DealLawyers.com Blog

May 11, 2022

National Security: Review of Outbound Investments?

A new regulatory regime that would limit certain US outbound investments in other countries has been kicked around in Congress and by national security officials in the Biden administration. This Morgan Lewis memo describes recent proposed legislation providing for the review of certain outbound investments and possible action the President might authorize independent of any action by Congress. This excerpt summarizes the proposed legislation and its status:

The House of Representatives passed the America COMPETES Act on February 4 as a counterproposal to the Senate’s US Innovation and Competition Act (USICA); it contains a provision, the National Critical Capabilities Defense Act, that would establish a National Critical Capabilities Committee (NCCC) headed by the Office of the US Trade Representative (USTR). The NCCC would be an interagency committee, somewhat similar to the Committee on Foreign Investment in the United States (CFIUS), that would review, and be empowered to block, outbound investment by a wide range of US businesses engaged in manufacturing or otherwise developing identified critical national capabilities. The reviews would be specifically focused on investment in a “country of concern,” which would include “foreign adversary” nations as well as “non-market economy” nations. Although China was certainly top of mind for the legislative sponsors, it seems Russia would likely now also be a focus.

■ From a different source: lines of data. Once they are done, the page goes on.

//! A deterministic, fixed-chunk block allocator over caller-provided memory.
//!
//! This crate provides [`ChunkPool`], which partitions a single contiguous
//! buffer into equal-size chunks at construction time and then serves
//! acquire/release requests in constant time from an intrusive LIFO free
//! list. It is built for resource-constrained and real-time environments
//! where a general-purpose heap is unavailable or undesirable: after
//! construction there is no heap traffic, no amortized growth, and no
//! operation whose cost depends on pool occupancy.
//!
//! # Key features
//!
//! - **Caller-owned memory**: the pool overlays a buffer you provide (a
//!   stack array, a `static`, or any writable region) and never frees,
//!   grows, or shrinks it
//! - **O(1) acquire and release**: a pop or push on the free list, nothing
//!   else; initialization is a single O(capacity) walk
//! - **Aligned payloads**: every pointer handed out is aligned to the
//!   machine alignment (`ALIGN` const parameter, default 8 bytes)
//! - **Membership-checked release**: misaligned, foreign, and out-of-range
//!   pointers are rejected at the arena boundary instead of corrupting the
//!   free list
//! - **Optional corruption detection** (`guard` feature): header canaries
//!   verified on every operation, with mismatches routed to a callback
//! - **Pluggable locking** ([`PoolHooks`]): lock/unlock bracketing for use
//!   under interrupt masking, spinlocks, or any external mutual exclusion
//! - **Singleton variant** (`static-pool` feature): `StaticPool`, a
//!   handle-free pool over inline static storage
//!
//! # Example
//!
//! ```rust
//! use std::mem::MaybeUninit;
//!
//! use chunk_pool::ChunkPool;
//!
//! // Any writable region works; here, a stack buffer.
//! let mut buffer = [MaybeUninit::<u8>::uninit(); 1024];
//!
//! let mut pool: ChunkPool<'_> = ChunkPool::new(&mut buffer, 32)?;
//!
//! // Acquire as many blocks as the layout allows...
//! let first = pool.acquire().expect("fresh pool has free blocks");
//! let second = pool.acquire().expect("capacity is well above two");
//!
//! // ...use the payloads through the returned pointers...
//! // SAFETY: each pointer is valid for chunk_size() bytes until released.
//! unsafe {
//!     first.write_bytes(0x11, pool.chunk_size());
//!     second.write_bytes(0x22, pool.chunk_size());
//! }
//!
//! // ...and hand them back. The most recently released block is the next
//! // one acquired (LIFO).
//! // SAFETY: the pointers came from this pool and are not used afterwards.
//! unsafe {
//!     pool.release(second.as_ptr());
//!     pool.release(first.as_ptr());
//! }
//! assert_eq!(pool.acquire(), Some(first));
//! # Ok::<(), chunk_pool::PoolError>(())
//! ```
//!
//! # What this crate does not do
//!
//! Variable-size allocation, block coalescing or splitting, pool growth,
//! defragmentation, and sharing one buffer between pools are all out of
//! scope. The lock primitive behind [`PoolHooks`] and the policy applied on
//! corruption reports are external collaborators this crate calls into but
//! does not implement.

mod error;
mod hooks;
mod layout;
mod pool;
mod raw;
#[cfg(feature = "static-pool")]
mod static_pool;

pub use error::PoolError;
pub use hooks::{NoHooks, PoolHooks};
pub use pool::ChunkPool;
pub use raw::RawChunkPool;
#[cfg(feature = "static-pool")]
pub use static_pool::StaticPool;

The House bill defines “covered transactions” to include any transaction by a US business that “shifts or relocates to a country of concern, or transfers to an entity of concern, the design, development, production, manufacture, fabrication, supply, servicing, testing, management, operation, investment, ownership, or any other essential elements involving one or more critical capabilities” identified by the legislation, as well as any transaction that “could result in an unacceptable risk to a national critical capability.”

The bill further defines national critical capabilities as “systems and assets, whether physical or virtual, so vital to the United States that the inability to develop such systems and assets or the incapacity or destruction of such systems or assets would have a debilitating impact on national security or crisis preparedness.” In a nonexhaustive list of such capabilities, the bill includes such items as medical supplies and equipment related to critical infrastructure, as well as services and supply chains related to such items.

The memo reviews some of the implications of the implementation of outbound investment reviews, either legislatively or by executive action, and suggests that the most significant impact might well be the decision of other nations to implement a review regime of their own. In order to avoid disadvantaging U.S. businesses, the memo says that a coordinated approach to implementing such a system with other nations is essential.